◆ EXERCISE ◆
Within the records, determine how many lines contain the word "again". Your reply must consist of that number only.

%%

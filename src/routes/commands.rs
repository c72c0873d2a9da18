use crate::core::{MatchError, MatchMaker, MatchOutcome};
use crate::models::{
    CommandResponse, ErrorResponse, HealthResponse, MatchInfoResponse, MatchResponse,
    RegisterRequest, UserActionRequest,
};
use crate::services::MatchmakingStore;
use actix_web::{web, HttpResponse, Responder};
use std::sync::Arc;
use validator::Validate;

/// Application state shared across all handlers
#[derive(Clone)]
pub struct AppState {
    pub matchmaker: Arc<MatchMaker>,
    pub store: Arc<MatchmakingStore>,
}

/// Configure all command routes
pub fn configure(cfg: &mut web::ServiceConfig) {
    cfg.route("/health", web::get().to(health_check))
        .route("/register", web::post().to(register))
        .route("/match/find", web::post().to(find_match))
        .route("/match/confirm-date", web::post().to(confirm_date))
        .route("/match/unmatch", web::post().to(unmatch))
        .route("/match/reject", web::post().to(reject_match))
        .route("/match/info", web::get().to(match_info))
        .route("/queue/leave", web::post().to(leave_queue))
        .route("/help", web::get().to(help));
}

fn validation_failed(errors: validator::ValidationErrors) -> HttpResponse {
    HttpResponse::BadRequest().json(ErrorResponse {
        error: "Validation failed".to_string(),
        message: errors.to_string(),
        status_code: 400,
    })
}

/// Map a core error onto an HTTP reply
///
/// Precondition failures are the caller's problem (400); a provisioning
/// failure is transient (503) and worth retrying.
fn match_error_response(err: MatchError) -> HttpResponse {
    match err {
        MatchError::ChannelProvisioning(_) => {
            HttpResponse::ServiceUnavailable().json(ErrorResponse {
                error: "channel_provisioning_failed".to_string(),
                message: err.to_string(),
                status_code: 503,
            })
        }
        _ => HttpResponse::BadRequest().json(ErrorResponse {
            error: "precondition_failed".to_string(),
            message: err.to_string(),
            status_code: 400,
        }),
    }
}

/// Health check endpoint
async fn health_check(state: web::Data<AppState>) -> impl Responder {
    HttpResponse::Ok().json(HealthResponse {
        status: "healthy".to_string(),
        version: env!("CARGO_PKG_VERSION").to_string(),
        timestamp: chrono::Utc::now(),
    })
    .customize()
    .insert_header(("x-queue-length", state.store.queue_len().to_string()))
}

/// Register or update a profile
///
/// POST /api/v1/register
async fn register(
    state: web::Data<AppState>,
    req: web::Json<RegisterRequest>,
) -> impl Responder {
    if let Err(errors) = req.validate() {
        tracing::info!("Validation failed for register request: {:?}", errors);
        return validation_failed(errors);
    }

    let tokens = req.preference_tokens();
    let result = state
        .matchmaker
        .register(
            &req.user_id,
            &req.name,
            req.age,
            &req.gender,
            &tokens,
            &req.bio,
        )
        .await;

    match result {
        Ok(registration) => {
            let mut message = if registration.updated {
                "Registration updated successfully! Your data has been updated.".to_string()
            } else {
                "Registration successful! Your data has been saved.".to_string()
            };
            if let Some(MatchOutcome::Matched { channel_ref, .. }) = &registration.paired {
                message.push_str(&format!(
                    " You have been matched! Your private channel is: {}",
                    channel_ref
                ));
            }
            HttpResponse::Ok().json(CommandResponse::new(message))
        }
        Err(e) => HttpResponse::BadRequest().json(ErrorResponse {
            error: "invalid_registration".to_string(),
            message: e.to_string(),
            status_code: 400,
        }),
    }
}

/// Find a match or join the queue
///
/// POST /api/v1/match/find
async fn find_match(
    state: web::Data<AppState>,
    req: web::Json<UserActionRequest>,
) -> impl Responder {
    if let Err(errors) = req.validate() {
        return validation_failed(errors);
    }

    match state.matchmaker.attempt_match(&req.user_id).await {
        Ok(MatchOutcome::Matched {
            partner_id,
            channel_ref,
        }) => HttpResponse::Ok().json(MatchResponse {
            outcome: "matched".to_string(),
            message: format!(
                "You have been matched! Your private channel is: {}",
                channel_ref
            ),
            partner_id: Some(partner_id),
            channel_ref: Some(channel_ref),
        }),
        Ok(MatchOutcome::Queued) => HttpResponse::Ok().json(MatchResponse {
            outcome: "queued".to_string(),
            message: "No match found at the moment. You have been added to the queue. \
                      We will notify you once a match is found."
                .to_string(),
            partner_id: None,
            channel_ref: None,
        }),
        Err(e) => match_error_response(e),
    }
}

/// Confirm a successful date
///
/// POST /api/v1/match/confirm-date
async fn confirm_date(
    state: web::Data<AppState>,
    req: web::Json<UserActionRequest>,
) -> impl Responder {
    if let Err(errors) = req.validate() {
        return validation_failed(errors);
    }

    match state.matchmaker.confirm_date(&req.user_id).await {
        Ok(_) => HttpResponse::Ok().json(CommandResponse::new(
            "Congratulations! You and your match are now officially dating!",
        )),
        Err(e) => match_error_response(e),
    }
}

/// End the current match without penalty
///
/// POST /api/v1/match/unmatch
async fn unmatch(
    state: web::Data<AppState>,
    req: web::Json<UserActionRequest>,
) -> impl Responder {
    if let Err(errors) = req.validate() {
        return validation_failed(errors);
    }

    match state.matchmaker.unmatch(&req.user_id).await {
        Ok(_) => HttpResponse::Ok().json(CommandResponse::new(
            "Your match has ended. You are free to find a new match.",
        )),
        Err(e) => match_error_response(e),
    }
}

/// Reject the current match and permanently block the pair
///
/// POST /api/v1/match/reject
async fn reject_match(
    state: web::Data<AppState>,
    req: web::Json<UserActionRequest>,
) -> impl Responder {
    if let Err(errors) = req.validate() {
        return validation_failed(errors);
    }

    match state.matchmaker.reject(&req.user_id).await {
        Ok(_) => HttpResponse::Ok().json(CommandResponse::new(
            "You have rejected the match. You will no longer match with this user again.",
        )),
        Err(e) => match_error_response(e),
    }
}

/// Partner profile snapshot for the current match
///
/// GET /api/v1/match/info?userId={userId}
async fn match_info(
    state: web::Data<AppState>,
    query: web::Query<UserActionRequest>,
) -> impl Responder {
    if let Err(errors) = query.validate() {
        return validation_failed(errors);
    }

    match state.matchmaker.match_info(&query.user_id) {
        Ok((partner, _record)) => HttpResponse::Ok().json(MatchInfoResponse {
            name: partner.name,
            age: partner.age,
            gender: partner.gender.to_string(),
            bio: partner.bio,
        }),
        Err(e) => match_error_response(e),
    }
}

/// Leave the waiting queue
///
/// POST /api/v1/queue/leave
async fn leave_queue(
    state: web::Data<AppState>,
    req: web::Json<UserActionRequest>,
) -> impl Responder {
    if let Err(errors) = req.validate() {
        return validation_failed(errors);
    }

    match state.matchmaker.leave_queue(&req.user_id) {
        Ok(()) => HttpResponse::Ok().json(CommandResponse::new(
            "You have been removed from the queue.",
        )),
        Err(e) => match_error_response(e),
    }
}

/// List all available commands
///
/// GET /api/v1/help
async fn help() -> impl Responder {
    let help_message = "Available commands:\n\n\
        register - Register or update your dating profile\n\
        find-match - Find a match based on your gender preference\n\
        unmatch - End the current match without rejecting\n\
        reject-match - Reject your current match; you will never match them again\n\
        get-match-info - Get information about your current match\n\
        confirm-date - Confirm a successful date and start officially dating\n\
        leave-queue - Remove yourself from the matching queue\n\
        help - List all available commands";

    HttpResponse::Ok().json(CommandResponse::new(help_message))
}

%%
%%

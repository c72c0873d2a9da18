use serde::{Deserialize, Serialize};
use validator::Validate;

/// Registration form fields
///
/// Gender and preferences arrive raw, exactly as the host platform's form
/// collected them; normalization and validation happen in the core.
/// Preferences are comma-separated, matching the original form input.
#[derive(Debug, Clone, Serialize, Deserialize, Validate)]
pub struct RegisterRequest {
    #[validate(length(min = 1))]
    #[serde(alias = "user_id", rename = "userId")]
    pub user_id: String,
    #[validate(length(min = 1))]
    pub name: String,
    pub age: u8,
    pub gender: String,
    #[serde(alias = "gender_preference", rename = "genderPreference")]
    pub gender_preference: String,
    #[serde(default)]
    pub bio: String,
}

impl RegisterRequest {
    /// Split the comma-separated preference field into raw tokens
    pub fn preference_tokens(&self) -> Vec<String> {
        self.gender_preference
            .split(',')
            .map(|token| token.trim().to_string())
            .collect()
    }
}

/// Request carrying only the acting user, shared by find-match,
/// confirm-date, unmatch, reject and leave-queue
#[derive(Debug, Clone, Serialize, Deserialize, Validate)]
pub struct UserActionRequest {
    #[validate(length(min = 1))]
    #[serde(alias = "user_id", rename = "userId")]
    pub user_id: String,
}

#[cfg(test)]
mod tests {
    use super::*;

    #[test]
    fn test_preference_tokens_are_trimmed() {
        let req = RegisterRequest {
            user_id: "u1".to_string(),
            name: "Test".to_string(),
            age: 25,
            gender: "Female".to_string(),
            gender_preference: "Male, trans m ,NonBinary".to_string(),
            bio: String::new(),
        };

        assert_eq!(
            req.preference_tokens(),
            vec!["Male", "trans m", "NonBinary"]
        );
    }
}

%%

◆ ANSWER TO THIS TASK ◆
2